A debug port is a chip-level diagnostic interface (akin to a computer port) included in an integrated circuit to aid design, fabrication, development, bootstrapping, configuration, debugging, and post-sale in-system programming. In general terms, a debug port is not necessary for end-use function and is often hidden or disabled in finished products.

When constituted in a high availability or safety critical system, a debug port may continue to operate as a system monitor for integrity validation in the finished product. In low-cost or high-volume electronics, debug ports are sometimes left enabled to avoid costs of design changes, and can be used by modders and hackers to gain control of the device and/or access to extra functionality.

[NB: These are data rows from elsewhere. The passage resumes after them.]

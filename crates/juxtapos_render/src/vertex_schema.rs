//! Declarative vertex layouts
//!
//! A [`VertexSchema`] is an ordered list of named attribute fields. Field order
//! is memory order: the byte offset of each field is the sum of the sizes of
//! the fields declared before it, and its shader location is its position in
//! the list. A `#[repr(C)]` vertex struct whose fields are declared in the same
//! order (and contain no padding) can therefore be uploaded as raw bytes.

/// Numeric type of a single attribute component
#[derive(Clone, Copy, Debug, PartialEq, Eq)]
pub enum ScalarType {
    F32,
    U32,
    I32,
}

/// One named attribute of a vertex record
#[derive(Clone, Copy, Debug, PartialEq, Eq)]
pub struct VertexField {
    pub name: &'static str,
    /// Number of components, 1 to 4
    pub components: u32,
    pub scalar: ScalarType,
}

impl VertexField {
    pub const fn new(name: &'static str, components: u32, scalar: ScalarType) -> Self {
        Self { name, components, scalar }
    }

    /// `components` f32 values
    pub const fn float(name: &'static str, components: u32) -> Self {
        Self::new(name, components, ScalarType::F32)
    }

    /// GPU attribute format for this field
    ///
    /// # Panics
    /// If `components` is not in `1..=4`.
    pub fn format(&self) -> wgpu::VertexFormat {
        use wgpu::VertexFormat as F;
        match (self.scalar, self.components) {
            (ScalarType::F32, 1) => F::Float32,
            (ScalarType::F32, 2) => F::Float32x2,
            (ScalarType::F32, 3) => F::Float32x3,
            (ScalarType::F32, 4) => F::Float32x4,
            (ScalarType::U32, 1) => F::Uint32,
            (ScalarType::U32, 2) => F::Uint32x2,
            (ScalarType::U32, 3) => F::Uint32x3,
            (ScalarType::U32, 4) => F::Uint32x4,
            (ScalarType::I32, 1) => F::Sint32,
            (ScalarType::I32, 2) => F::Sint32x2,
            (ScalarType::I32, 3) => F::Sint32x3,
            (ScalarType::I32, 4) => F::Sint32x4,
            (_, n) => panic!("vertex field '{}' has {} components, expected 1 to 4", self.name, n),
        }
    }

    /// Size of the field in bytes
    pub fn size(&self) -> u64 {
        self.format().size()
    }
}

/// Ordered set of vertex fields
#[derive(Clone, Copy, Debug)]
pub struct VertexSchema {
    fields: &'static [VertexField],
}

impl VertexSchema {
    pub const fn new(fields: &'static [VertexField]) -> Self {
        Self { fields }
    }

    pub fn fields(&self) -> &'static [VertexField] {
        self.fields
    }

    /// Bytes between consecutive vertices
    pub fn stride(&self) -> u64 {
        self.fields.iter().map(VertexField::size).sum()
    }

    /// Byte offset of the named field
    pub fn offset_of(&self, name: &str) -> Option<u64> {
        let mut offset = 0;
        for field in self.fields {
            if field.name == name {
                return Some(offset);
            }
            offset += field.size();
        }
        None
    }

    /// Attribute bindings: location = declaration index, offsets in declaration order
    pub fn attributes(&self) -> Vec<wgpu::VertexAttribute> {
        let mut offset = 0;
        self.fields
            .iter()
            .enumerate()
            .map(|(location, field)| {
                let attribute = wgpu::VertexAttribute {
                    format: field.format(),
                    offset,
                    shader_location: location as u32,
                };
                offset += field.size();
                attribute
            })
            .collect()
    }
}

/// A vertex record type described by a schema
pub trait Vertex: bytemuck::Pod {
    const SCHEMA: VertexSchema;
}

/// Owned attribute list for building a `wgpu::VertexBufferLayout`
#[derive(Clone, Debug)]
pub struct VertexLayout {
    stride: u64,
    attributes: Vec<wgpu::VertexAttribute>,
}

impl VertexLayout {
    /// Layout for `V`
    ///
    /// # Panics
    /// If the schema stride disagrees with `size_of::<V>()`, i.e. the struct
    /// and its schema have drifted apart.
    pub fn of<V: Vertex>() -> Self {
        let stride = V::SCHEMA.stride();
        assert_eq!(
            stride,
            std::mem::size_of::<V>() as u64,
            "vertex schema stride does not match the record size"
        );
        Self {
            stride,
            attributes: V::SCHEMA.attributes(),
        }
    }

    pub fn buffer_layout(&self) -> wgpu::VertexBufferLayout<'_> {
        wgpu::VertexBufferLayout {
            array_stride: self.stride,
            step_mode: wgpu::VertexStepMode::Vertex,
            attributes: &self.attributes,
        }
    }
}
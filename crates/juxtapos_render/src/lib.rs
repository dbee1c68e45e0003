//! Hypercube Rendering Library
//!
//! This crate provides the wgpu-based pipeline for drawing a projected
//! hypercube with order-independent transparency via depth peeling.
//!
//! ## Key Components
//!
//! - [`context::RenderContext`] - WGPU device, queue, and surface management
//! - [`framebuffer::FramebufferPair`] - Ping-ponged offscreen color + depth targets
//! - [`pipeline::PeelSchedule`] - The per-frame peel/composite step sequence
//! - [`pipeline::DepthPeelRenderer`] - Executes the schedule against the framebuffers
//! - [`vertex_schema::VertexSchema`] - Declarative vertex layouts
//! - [`camera::ViewCamera`] - 3D camera applied after the W projection
//!
//! Geometry comes from `juxtapos_math::Hypercube`.

pub mod camera;
pub mod context;
pub mod framebuffer;
pub mod pipeline;
pub mod vertex_schema;

pub use juxtapos_math::{Hypercube, Mat4, RotationPlane, WProjection};

pub use camera::ViewCamera;
pub use framebuffer::{supported_sample_count, FramebufferError, FramebufferPair, Viewport};
pub use pipeline::{DepthPeelRenderer, FrameParams, PeelMesh, PeelRendererError, PeelSettings};
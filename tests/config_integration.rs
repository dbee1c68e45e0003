//! Integration tests for configuration loading
//!
//! Tests that verify config loading from files and environment variables.

use juxtapos::config::AppConfig;
use serial_test::serial;

#[test]
#[serial]
fn test_env_override() {
    std::env::set_var("JXT_WINDOW__TITLE", "Test From Env");
    let config = AppConfig::load().unwrap();
    assert_eq!(config.window.title, "Test From Env");
    std::env::remove_var("JXT_WINDOW__TITLE");
}

#[test]
#[serial]
fn test_env_override_nested_number() {
    std::env::set_var("JXT_RENDERING__PEEL_PASSES", "12");
    let config = AppConfig::load().unwrap();
    assert_eq!(config.rendering.peel_passes, 12);
    // Untouched keys keep their file values
    assert_eq!(config.rendering.face_opacity, 0.35);
    std::env::remove_var("JXT_RENDERING__PEEL_PASSES");
}

#[test]
#[serial]
fn test_invalid_env_value_rejected() {
    std::env::set_var("JXT_RENDERING__PEEL_PASSES", "0");
    let result = AppConfig::load();
    std::env::remove_var("JXT_RENDERING__PEEL_PASSES");

    let err = result.unwrap_err();
    assert!(err.to_string().contains("peel_passes"));
}

#[test]
#[serial]
fn test_default_file_matches_builtin_defaults() {
    std::env::remove_var("JXT_WINDOW__TITLE");

    let cwd = std::env::current_dir().unwrap();
    assert!(cwd.join("config/default.toml").exists());

    let from_file = AppConfig::load_from(cwd.join("config")).unwrap();
    let builtin = AppConfig::default();
    assert_eq!(from_file.window.title, builtin.window.title);
    assert_eq!(from_file.window.width, builtin.window.width);
    assert_eq!(from_file.camera.eye, builtin.camera.eye);
    assert_eq!(from_file.geometry.dimension, builtin.geometry.dimension);
    assert_eq!(from_file.spin.plane, builtin.spin.plane);
    assert_eq!(from_file.rendering.peel_passes, builtin.rendering.peel_passes);
    assert_eq!(from_file.rendering.msaa_samples, builtin.rendering.msaa_samples);
    assert!((from_file.spin.speed - builtin.spin.speed).abs() < 1e-6);
}

#[test]
#[serial]
fn test_missing_directory_uses_defaults() {
    let config = AppConfig::load_from("does/not/exist").unwrap();
    assert_eq!(config.window.title, "Juxtapos");
    assert_eq!(config.rendering.peel_passes, 8);
}

#[test]
#[serial]
fn test_degenerate_fov_rejected() {
    std::env::set_var("JXT_CAMERA__FOV", "0");
    let result = AppConfig::load();
    std::env::remove_var("JXT_CAMERA__FOV");

    let err = result.unwrap_err();
    assert!(err.to_string().contains("camera.fov"));
}
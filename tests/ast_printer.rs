use pretty_assertions::assert_eq;

use tinylang::ast_printer::AstPrinter;
use tinylang::ast_reader::read_program;
use tinylang::diagnostics::Diagnostics;
use tinylang::interpreter::Interpreter;
use tinylang::parser::Parser;
use tinylang::resolver::Resolver;
use tinylang::runner::{CapturedOutput, Session};
use tinylang::scanner::scan;
use tinylang::stmt::Stmt;

const PROGRAMS: &[&str] = &[
    "print 1 + 2 * 3 - -4 / (2 ** 1) % 3;",
    "let x = 10; { let x = x + 1; print x; } print x;",
    "let s; s = \"multi word\" + \" string\"; print s; print !nil == true;",
    "print nil or false and 1 >= 2 or 3 != 4;",
    "for (let i = 0; i < 3; i = i + 1) { if (i == 1) print \"one\"; else print i; }",
    "fn make() { let i = 0; fn inc() { i = i + 1; return i; } return inc; } \
     let c = make(); print c(); print c();",
    "let twice = fn (f, v) { return f(f(v)); }; print twice(fn (n) { return n * 2; }, 5);",
    "class A { fn init(v) { this.v = v; } fn get() { return this.v; } static fn unit() { return A(1); } } \
     class B < A { fn get() { return super.get() + 100; } } \
     let b = B(2); b.v = b.v + 1; print b.get(); print A.unit().get(); print b;",
    "fn early(n) { while (true) { if (n > 2) return n; n = n + 1; } } print early(0); \
     fn none() { return; } print none();",
];

fn parse(source: &str) -> Vec<Stmt> {
    let mut diagnostics = Diagnostics::quiet();
    let tokens = scan(source, &mut diagnostics);
    let statements = Parser::new(tokens).parse(&mut diagnostics);

    assert!(
        !diagnostics.had_error(),
        "{:?}: {:?}",
        source,
        diagnostics.messages()
    );

    statements
}

fn run_source(source: &str) -> String {
    let (mut session, output) = Session::capturing();
    session.run(source);
    output.contents()
}

fn run_statements(statements: &[Stmt]) -> String {
    let output = CapturedOutput::new();
    let mut interpreter = Interpreter::with_output(Box::new(output.clone()));
    let mut diagnostics = Diagnostics::quiet();

    Resolver::new(&mut interpreter, &mut diagnostics).resolve(statements);
    assert!(!diagnostics.had_error(), "{:?}", diagnostics.messages());

    interpreter.interpret(statements).unwrap();

    output.contents()
}

#[test]
fn printing_the_reread_tree_is_stable() {
    for source in PROGRAMS {
        let printed = AstPrinter::print_program(&parse(source));
        let reread = read_program(&printed).unwrap();

        assert_eq!(AstPrinter::print_program(&reread), printed, "{}", source);
    }
}

#[test]
fn reread_tree_runs_the_same() {
    for source in PROGRAMS {
        let printed = AstPrinter::print_program(&parse(source));
        let reread = read_program(&printed).unwrap();

        assert_eq!(run_statements(&reread), run_source(source), "{}", source);
    }
}

#[test]
fn overflowing_literals_read_back_as_numbers() {
    let source = format!("print 1{} + 1; print -0;", "0".repeat(400));

    let printed = AstPrinter::print_program(&parse(&source));
    assert_eq!(printed, "(print (+ 1e999 1))\n(print (- 0))");

    let reread = read_program(&printed).unwrap();
    assert_eq!(AstPrinter::print_program(&reread), printed);
    assert_eq!(run_statements(&reread), "Infinity\n-0\n");
    assert_eq!(run_source(&source), "Infinity\n-0\n");
}

#[test]
fn expression_forms() {
    let statements = parse("a.b(c, \"d\").e = fn () { return this; };");

    assert_eq!(
        AstPrinter::print_program(&statements),
        "(set (get (call (get a b) c \"d\") e) (fn () (return this)))"
    );
}

#[test]
fn reader_rejects_malformed_text() {
    assert!(read_program("(print 1").is_err());
    assert!(read_program("(unknown 1 2)").is_err());
    assert!(read_program("(let)").is_err());
    assert!(read_program("(class A (nonsense))").is_err());
}
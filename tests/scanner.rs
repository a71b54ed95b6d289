#[cfg(test)]
mod scanner_tests {
    use pretty_assertions::assert_eq;

    use tinylang::diagnostics::Diagnostics;
    use tinylang::error::TinyLangError;
    use tinylang::scanner::*;
    use tinylang::token::*;

    fn assert_token_sequence(source: &str, expected: &[(TokenType, &str)]) {
        let scanner = Scanner::new(source);
        let tokens: Vec<_> = scanner.filter_map(Result::ok).collect();

        assert_eq!(tokens.len(), expected.len());

        for (actual, (expected_type, expected_lexeme)) in tokens.iter().zip(expected.iter()) {
            assert_eq!(actual.token_type, *expected_type);
            assert_eq!(actual.lexeme, *expected_lexeme);
        }
    }

    fn assert_token_matches(
        result: &Result<Token, TinyLangError>,
        expected_type: TokenType,
        expected_lexeme: &str,
    ) {
        match result {
            Ok(token) => {
                assert_eq!(
                    token.token_type, expected_type,
                    "Expected token type {:?}, got {:?}",
                    expected_type, token.token_type
                );
                assert_eq!(
                    token.lexeme, expected_lexeme,
                    "Expected lexeme '{}', got '{}'",
                    expected_lexeme, token.lexeme
                );
            }
            Err(e) => panic!("Expected token but got error: {}", e),
        }
    }

    #[test]
    fn test_scanner_01_symbols() {
        assert_token_sequence(
            "({*.,+*%})",
            &[
                (TokenType::LEFT_PAREN, "("),
                (TokenType::LEFT_BRACE, "{"),
                (TokenType::STAR, "*"),
                (TokenType::DOT, "."),
                (TokenType::COMMA, ","),
                (TokenType::PLUS, "+"),
                (TokenType::STAR, "*"),
                (TokenType::PERCENT, "%"),
                (TokenType::RIGHT_BRACE, "}"),
                (TokenType::RIGHT_PAREN, ")"),
                (TokenType::EOF, ""),
            ],
        );
    }

    #[test]
    fn test_scanner_02_maximal_munch() {
        assert_token_sequence(
            "** * != ! == = <= < >= > / // comment ; ignored",
            &[
                (TokenType::STAR_STAR, "**"),
                (TokenType::STAR, "*"),
                (TokenType::BANG_EQUAL, "!="),
                (TokenType::BANG, "!"),
                (TokenType::EQUAL_EQUAL, "=="),
                (TokenType::EQUAL, "="),
                (TokenType::LESS_EQUAL, "<="),
                (TokenType::LESS, "<"),
                (TokenType::GREATER_EQUAL, ">="),
                (TokenType::GREATER, ">"),
                (TokenType::SLASH, "/"),
                (TokenType::EOF, ""),
            ],
        );
    }

    #[test]
    fn test_scanner_03_keywords_and_identifiers() {
        assert_token_sequence(
            "let fn class static _tmp éclair super this",
            &[
                (TokenType::LET, "let"),
                (TokenType::FN, "fn"),
                (TokenType::CLASS, "class"),
                (TokenType::IDENTIFIER, "static"),
                (TokenType::IDENTIFIER, "_tmp"),
                (TokenType::IDENTIFIER, "éclair"),
                (TokenType::SUPER, "super"),
                (TokenType::THIS, "this"),
                (TokenType::EOF, ""),
            ],
        );
    }

    #[test]
    fn test_scanner_04_numbers_never_lead_or_trail_with_dot() {
        assert_token_sequence(
            ".5 5. 2.25",
            &[
                (TokenType::DOT, "."),
                (TokenType::NUMBER(0.0), "5"),
                (TokenType::NUMBER(0.0), "5"),
                (TokenType::DOT, "."),
                (TokenType::NUMBER(0.0), "2.25"),
                (TokenType::EOF, ""),
            ],
        );

        let tokens: Vec<Token> = Scanner::new("2.25").filter_map(Result::ok).collect();
        match tokens[0].token_type {
            TokenType::NUMBER(n) => assert_eq!(n, 2.25),
            ref other => panic!("expected NUMBER, got {:?}", other),
        }
    }

    #[test]
    fn test_scanner_05_multiline_string_tracks_lines() {
        let tokens: Vec<Token> = Scanner::new("\"a\nb\"\nx")
            .filter_map(Result::ok)
            .collect();

        match &tokens[0].token_type {
            TokenType::STRING(s) => assert_eq!(s, "a\nb"),
            other => panic!("expected STRING, got {:?}", other),
        }
        assert_eq!(tokens[0].lexeme, "\"a\nb\"");
        assert_eq!(tokens[1].lexeme, "x");
        assert_eq!(tokens[1].line, 3);
    }

    #[test]
    fn test_scanner_06_token_display() {
        let tokens: Vec<Token> = Scanner::new("let x = 3; \"hi\" 1.5")
            .filter_map(Result::ok)
            .collect();
        let shown: Vec<String> = tokens.iter().map(|t| t.to_string()).collect();

        assert_eq!(
            shown,
            vec![
                "LET let null",
                "IDENTIFIER x null",
                "EQUAL = null",
                "NUMBER 3 3.0",
                "SEMICOLON ; null",
                "STRING \"hi\" hi",
                "NUMBER 1.5 1.5",
                "EOF  null",
            ]
        );
    }

    #[test]
    fn test_unexpected_chars_token_sequence() {
        let source = ",.$(#";
        let scanner = Scanner::new(source);

        // Collect all results (both tokens and errors)
        let results: Vec<_> = scanner.collect();

        // We expect this sequence:
        // 0: COMMA ','
        // 1: DOT '.'
        // 2: Error for '$'
        // 3: LEFT_PAREN '('
        // 4: Error for '#'
        // 5: EOF
        assert_eq!(results.len(), 6, "Expected 6 items in result");

        assert_token_matches(&results[0], TokenType::COMMA, ",");
        assert_token_matches(&results[1], TokenType::DOT, ".");
        assert_token_matches(&results[3], TokenType::LEFT_PAREN, "(");
        assert_token_matches(&results[5], TokenType::EOF, "");

        let error_count = results.iter().filter(|r| r.is_err()).count();
        assert_eq!(error_count, 2, "Expected 2 error messages");

        for err in results.iter().filter_map(|r| r.as_ref().err()) {
            assert_eq!(err.to_string(), "[line 1] Error: Unexpected character.");
        }
    }

    #[test]
    fn test_unterminated_string_reports_and_ends() {
        let mut diagnostics = Diagnostics::quiet();
        let tokens = scan("print \"never\nclosed", &mut diagnostics);

        assert!(diagnostics.had_error());
        assert_eq!(diagnostics.messages(), vec!["Unterminated string."]);
        assert_eq!(
            diagnostics.errors()[0].to_string(),
            "[line 2] Error: Unterminated string."
        );

        assert_eq!(tokens.len(), 2);
        assert_eq!(tokens[0].token_type, TokenType::PRINT);
        assert_eq!(tokens[1].token_type, TokenType::EOF);
    }
}
//! Centralised error hierarchy for the **TinyLang interpreter**.
//!
//! All subsystems (scanner, parser, resolver, runtime, CLI) convert their
//! internal failure modes into one of the variants defined here.  This enables a
//! uniform `Result<T>` alias throughout the crate and ergonomic inter‑operation
//! with `anyhow`, while still preserving rich diagnostic detail.
//!
//! The `Display` form of every variant *is* the user‑facing diagnostic line:
//!
//! * compile‑time errors: `[line <n>] Error<where>: <message>`
//! * runtime errors: `<message>\n[line <n>]`
//!
//! The module **does not** print diagnostics itself; see [`crate::diagnostics`].

use std::io;
use thiserror::Error;

use log::info;

use crate::token::{Token, TokenType};

/// Canonical error type used throughout the interpreter.
#[derive(Debug, Error)]
#[non_exhaustive]
pub enum TinyLangError {
    /// Lexical (scanner) error with source line information.
    #[error("[line {line}] Error: {message}")]
    Lex {
        /// Human‑readable description.
        message: String,

        /// 1‑based line where the error occurred.
        line: usize,
    },

    /// Syntactic (parser) error.  `location` is empty, ` at end`, or ` at '<lexeme>'`.
    #[error("[line {line}] Error{location}: {message}")]
    Parse {
        message: String,
        location: String,
        line: usize,
    },

    /// Static‑analysis or resolution failure (redeclaration, illegal `return`, …).
    #[error("[line {line}] Error{location}: {message}")]
    Resolve {
        message: String,
        location: String,
        line: usize,
    },

    /// Runtime evaluation error raised at a specific token.
    #[error("{message}\n[line {line}]")]
    Runtime { message: String, line: usize },

    /// Malformed input handed to [`crate::ast_reader`].
    #[error("Error reading AST: {message}")]
    Read { message: String },

    /// Wrapper around `std::io::Error` (transparent).  Enables `?` on I/O ops.
    #[error(transparent)]
    Io(#[from] io::Error),

    /// UTF‑8 decoding failure when ingesting external text.
    #[error(transparent)]
    Utf8(#[from] std::string::FromUtf8Error),
}

impl TinyLangError {
    /// Helper constructor for the **scanner**.
    pub fn lex<S: Into<String>>(line: usize, msg: S) -> Self {
        let message: String = msg.into();

        info!("Creating Lex error: line={}, msg={}", line, message);

        TinyLangError::Lex { message, line }
    }

    /// Helper constructor for the **parser**; the location is derived from `token`.
    pub fn parse<S: Into<String>>(token: &Token, msg: S) -> Self {
        let message: String = msg.into();

        info!(
            "Creating Parse error: line={}, lexeme={}, msg={}",
            token.line, token.lexeme, message
        );

        TinyLangError::Parse {
            message,
            location: location_of(token),
            line: token.line,
        }
    }

    /// Helper constructor for the **resolver**.
    pub fn resolve<S: Into<String>>(token: &Token, msg: S) -> Self {
        let message: String = msg.into();

        info!(
            "Creating Resolve error: line={}, lexeme={}, msg={}",
            token.line, token.lexeme, message
        );

        TinyLangError::Resolve {
            message,
            location: location_of(token),
            line: token.line,
        }
    }

    /// Helper constructor for the **interpreter**.
    pub fn runtime<S: Into<String>>(token: &Token, msg: S) -> Self {
        let message: String = msg.into();

        info!("Creating Runtime error: line={}, msg={}", token.line, message);

        TinyLangError::Runtime {
            message,
            line: token.line,
        }
    }

    /// Helper constructor for the **AST reader**.
    pub fn read<S: Into<String>>(msg: S) -> Self {
        TinyLangError::Read {
            message: msg.into(),
        }
    }

    /// `true` for lexical, syntactic and resolution errors.
    pub fn is_compile_time(&self) -> bool {
        matches!(
            self,
            TinyLangError::Lex { .. } | TinyLangError::Parse { .. } | TinyLangError::Resolve { .. }
        )
    }

    /// The bare message, without the line decoration.
    pub fn message(&self) -> String {
        match self {
            TinyLangError::Lex { message, .. }
            | TinyLangError::Parse { message, .. }
            | TinyLangError::Resolve { message, .. }
            | TinyLangError::Runtime { message, .. }
            | TinyLangError::Read { message } => message.clone(),
            other => other.to_string(),
        }
    }
}

fn location_of(token: &Token) -> String {
    if token.token_type == TokenType::EOF {
        " at end".to_string()
    } else {
        format!(" at '{}'", token.lexeme)
    }
}

/// Crate‑wide `Result` alias.
pub type Result<T> = std::result::Result<T, TinyLangError>;
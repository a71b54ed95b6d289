/*!
Recursive‑descent parser for TinyLang.

Grammar (EBNF, precedence low → high)
------------------------------------

```text
program        → declaration* EOF ;
declaration    → classDecl | funDecl | letDecl | statement ;
classDecl      → "class" IDENT ( "<" IDENT )? "{" method* "}" ;
method         → "static"? "fn" function ;
funDecl        → "fn" function ;
function       → IDENT "(" parameters? ")" block ;
letDecl        → "let" IDENT ( "=" expression )? ";" ;
statement      → exprStmt | forStmt | ifStmt | printStmt
               | returnStmt | whileStmt | block ;
forStmt        → "for" "(" ( letDecl | exprStmt | ";" )
                 expression? ";" expression? ")" statement ;
block          → "{" declaration* "}" ;
expression     → assignment ;
assignment     → ( call "." )? IDENT "=" assignment | logic_or ;
logic_or       → logic_and ( "or" logic_and )* ;
logic_and      → equality ( "and" equality )* ;
equality       → comparison ( ( "!=" | "==" ) comparison )* ;
comparison     → term ( ( ">" | ">=" | "<" | "<=" ) term )* ;
term           → factor ( ( "-" | "+" ) factor )* ;
factor         → unary ( ( "/" | "*" | "%" | "**" ) unary )* ;
unary          → ( "!" | "-" ) unary | call ;
call           → primary ( "(" arguments? ")" | "." IDENT )* ;
primary        → NUMBER | STRING | "true" | "false" | "nil" | "this"
               | IDENT | "(" expression ")" | "super" "." IDENT
               | "fn" "(" parameters? ")" block ;
```

`for` has no node of its own; it is desugared here into
`Block[init?, While(cond ?? true, Block[body, increment?])]`.

Error recovery
--------------

Syntax errors are collected and the parser resynchronises (panic mode) at the
next statement boundary: just past a `;`, or before `class fn let for if while
print return`.  Some errors (too many parameters, invalid assignment target) are
recorded without unwinding at all.  [`Parser::parse`] moves every error into the
supplied [`Diagnostics`] collector.
*/

use std::rc::Rc;

use crate::diagnostics::Diagnostics;
use crate::error::{Result, TinyLangError};
use crate::expr::{Expr, ExprId, LiteralValue};
use crate::stmt::{FunctionDecl, Stmt};
use crate::token::{Token, TokenType};

use log::{debug, info};

const MAX_ARITY: usize = 255;

/// Top‑level parser over an owned token sequence.
pub struct Parser {
    tokens: Vec<Token>,
    current: usize,
    next_id: u32,
    errors: Vec<TinyLangError>,
}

Due to their high complexity, debug ports are nearly universal in microprocessors (CPUs) and microcontrollers (MCUs). These are discussed below.

Hardware debug ports

 Ubiquitous JTAG ports on ICs
 Low Pin Count debug port on the original Xbox, used by modders
 Serial Wire Debug (SWD), ubiquitous on Arm Cortex-M microcontrollers
 Background Debug Mode interface (BDM)
 Program and Debug Interface
 Nexus debug

Debug ports on microprocessors

Microprocessors are exceptionally complex devices which commonly contain more than a billion transistors internally and sometimes exceed more than one trillion.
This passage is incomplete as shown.